*YOUR TASK*.
Only those lines in the data below from the line containing "type Item = &'a FormField;" through the line containing "and last name", both included, should be restated word for word.

Records drawn from a dataset:
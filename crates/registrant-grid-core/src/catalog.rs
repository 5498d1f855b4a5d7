//! Field catalog: the grid-visible fields of a registration template.
//!
//! The catalog is rebuilt on every bind from the template's form
//! definitions. It drives both the predicate composer (which filters apply)
//! and the enrichment batcher (which lookups to issue).

use tracing::debug;

use crate::models::{
    AttributeDefinition, AttributeEntity, FieldSource, FormFieldDefinition, PersonField,
    RegistrationTemplate,
};
use crate::store::RegistrationData;

/// What a catalog entry points at.
///
/// A builtin entry always has `FieldSource::PersonField`; an attribute entry
/// always has one of the three attribute sources.
#[derive(Debug, Clone)]
pub enum FormFieldKind {
    Builtin(PersonField),
    Attribute(AttributeDefinition),
}

/// One grid-visible field.
#[derive(Debug, Clone)]
pub struct FormField {
    pub id: i64,
    pub source: FieldSource,
    pub kind: FormFieldKind,
    pub order: i32,
}

impl FormField {
    pub fn builtin(&self) -> Option<PersonField> {
        match &self.kind {
            FormFieldKind::Builtin(field) => Some(*field),
            FormFieldKind::Attribute(_) => None,
        }
    }

    pub fn attribute(&self) -> Option<&AttributeDefinition> {
        match &self.kind {
            FormFieldKind::Builtin(_) => None,
            FormFieldKind::Attribute(attribute) => Some(attribute),
        }
    }

    /// Column header text.
    pub fn label(&self) -> &str {
        match &self.kind {
            FormFieldKind::Builtin(field) => field.label(),
            FormFieldKind::Attribute(attribute) => &attribute.name,
        }
    }
}

/// Ordered list of grid-visible fields.
#[derive(Debug, Clone, Default)]
pub struct FieldCatalog {
    fields: Vec<FormField>,
}

impl FieldCatalog {
    pub fn fields(&self) -> &[FormField] {
        &self.fields
    }

    pub fn iter(&self) -> std::slice::Iter<'_, FormField> {
        self.fields.iter()
    }

    pub fn len(&self) -> usize {
        self.fields.len()
    }

    pub fn is_empty(&self) -> bool {
        self.fields.is_empty()
    }

    pub fn has_builtin(&self, kind: PersonField) -> bool {
        self.fields.iter().any(|f| f.builtin() == Some(kind))
    }

    /// All attribute definitions in the catalog, in catalog order.
    pub fn attributes(&self) -> impl Iterator<Item = &AttributeDefinition> {
        self.fields.iter().filter_map(FormField::attribute)
    }

    /// Ids of catalog attributes stored on `entity`.
    pub fn attribute_ids(&self, entity: AttributeEntity) -> Vec<i64> {
        self.fields
            .iter()
            .filter(|f| f.source.attribute_entity() == Some(entity))
            .filter_map(|f| f.attribute().map(|a| a.id))
            .collect()
    }

    /// Catalog attribute with the given key, if any.
    pub fn attribute_by_key(&self, key: &str) -> Option<&AttributeDefinition> {
        self.attributes().find(|a| a.key == key)
    }
}

impl<'a> IntoIterator for &'a FieldCatalog {
    type Item = &'a FormField;
    type IntoIter = std::slice::Iter<'a, FormField>;

    fn into_iter(self) -> Self::IntoIter {
        self.fields.iter()
    }
}

/// Build the catalog for `template`.
///
/// Fields not shown on the grid are dropped, as are first and last name
/// (the caller always renders those). Attribute fields whose definition
/// cannot be found are skipped.
pub fn build_catalog(template: &RegistrationTemplate, data: &dyn RegistrationData) -> FieldCatalog {
    let mut fields: Vec<FormField> = template
        .forms
        .iter()
        .flat_map(|form| form.fields.iter())
        .filter(|def| def.show_on_grid)
        .filter_map(|def| resolve_field(def, data))
        .collect();

    // Vec::sort_by_key is stable, so ties keep declaration order
    fields.sort_by_key(|f| f.order);

    debug!(template_id = template.id, fields = fields.len(), "Built field catalog");
    FieldCatalog { fields }
}

fn resolve_field(def: &FormFieldDefinition, data: &dyn RegistrationData) -> Option<FormField> {
    let kind = match def.source {
        FieldSource::PersonField => match def.person_field {
            Some(PersonField::FirstName) | Some(PersonField::LastName) => return None,
            Some(field) => FormFieldKind::Builtin(field),
            None => {
                debug!(field_id = def.id, "Person field without a field kind, skipping");
                return None;
            }
        },
        source => {
            let Some(attribute_id) = def.attribute_id else {
                debug!(field_id = def.id, "Attribute field without an attribute id, skipping");
                return None;
            };
            let Some(attribute) = data.attribute(attribute_id) else {
                debug!(field_id = def.id, attribute_id, "Attribute not found, skipping field");
                return None;
            };
            if source.attribute_entity() != Some(attribute.entity) {
                debug!(
                    field_id = def.id,
                    attribute_id,
                    "Attribute entity does not match field source, skipping"
                );
                return None;
            }
            FormFieldKind::Attribute(attribute.clone())
        }
    };

    Some(FormField {
        id: def.id,
        source: def.source,
        kind,
        order: def.order,
    })
}

#[cfg(test)]
mod tests {
    use super::*;
    use crate::models::{AttributeFieldType, RegistrationForm};
    use crate::store::Snapshot;

    fn person_field(id: i64, field: PersonField, order: i32, show: bool) -> FormFieldDefinition {
        FormFieldDefinition {
            id,
            source: FieldSource::PersonField,
            person_field: Some(field),
            attribute_id: None,
            order,
            show_on_grid: show,
        }
    }

    fn attribute_field(id: i64, source: FieldSource, attribute_id: i64, order: i32) -> FormFieldDefinition {
        FormFieldDefinition {
            id,
            source,
            person_field: None,
            attribute_id: Some(attribute_id),
            order,
            show_on_grid: true,
        }
    }

    fn attribute(id: i64, key: &str, entity: AttributeEntity) -> AttributeDefinition {
        AttributeDefinition {
            id,
            key: key.to_string(),
            name: key.to_string(),
            field_type: AttributeFieldType::Text,
            entity,
            qualifier_group_id: None,
            default_value: None,
        }
    }

    fn template(forms: Vec<Vec<FormFieldDefinition>>) -> RegistrationTemplate {
        RegistrationTemplate {
            id: 1,
            name: "Camp".to_string(),
            forms: forms
                .into_iter()
                .enumerate()
                .map(|(i, fields)| RegistrationForm {
                    id: i as i64 + 1,
                    name: format!("Form {}", i + 1),
                    fields,
                })
                .collect(),
        }
    }

    #[test]
    fn test_excludes_hidden_and_name_fields() {
        let data = Snapshot::default();
        let tpl = template(vec![vec![
            person_field(1, PersonField::FirstName, 0, true),
            person_field(2, PersonField::LastName, 1, true),
            person_field(3, PersonField::Email, 2, true),
            person_field(4, PersonField::Gender, 3, false),
        ]]);
        let catalog = build_catalog(&tpl, &data);
        assert_eq!(catalog.len(), 1);
        assert_eq!(catalog.fields()[0].builtin(), Some(PersonField::Email));
    }

    #[test]
    fn test_orders_by_display_order_and_keeps_ties_stable() {
        let data = Snapshot::default();
        let tpl = template(vec![
            vec![
                person_field(1, PersonField::Grade, 5, true),
                person_field(2, PersonField::Email, 1, true),
            ],
            vec![
                person_field(3, PersonField::Campus, 1, true),
                person_field(4, PersonField::Gender, 0, true),
            ],
        ]);
        let ids: Vec<i64> = build_catalog(&tpl, &data).iter().map(|f| f.id).collect();
        assert_eq!(ids, vec![4, 2, 3, 1]);
    }

    #[test]
    fn test_unresolved_attribute_is_skipped() {
        let data = Snapshot {
            attributes: vec![attribute(10, "ShirtSize", AttributeEntity::Registrant)],
            ..Default::default()
        };
        let tpl = template(vec![vec![
            attribute_field(1, FieldSource::RegistrantAttribute, 10, 0),
            attribute_field(2, FieldSource::PersonAttribute, 99, 1),
            // Wrong entity for the source
            attribute_field(3, FieldSource::PersonAttribute, 10, 2),
        ]]);
        let catalog = build_catalog(&tpl, &data);
        assert_eq!(catalog.len(), 1);
        assert_eq!(catalog.attribute_ids(AttributeEntity::Registrant), vec![10]);
        assert!(catalog.attribute_ids(AttributeEntity::Person).is_empty());
        assert_eq!(catalog.attribute_by_key("ShirtSize").map(|a| a.id), Some(10));
    }

    #[test]
    fn test_has_builtin() {
        let data = Snapshot::default();
        let tpl = template(vec![vec![person_field(1, PersonField::Address, 0, true)]]);
        let catalog = build_catalog(&tpl, &data);
        assert!(catalog.has_builtin(PersonField::Address));
        assert!(!catalog.has_builtin(PersonField::Campus));
        assert_eq!(catalog.fields()[0].label(), "Address");
    }
}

*SOLUTION TO THE PROBLEM*.
    type Item = &'a FormField;
    type IntoIter = std::slice::Iter<'a, FormField>;

    fn into_iter(self) -> Self::IntoIter {
        self.fields.iter()
    }
}

/// Build the catalog for `template`.
///
/// Fields not shown on the grid are dropped, as are first and last name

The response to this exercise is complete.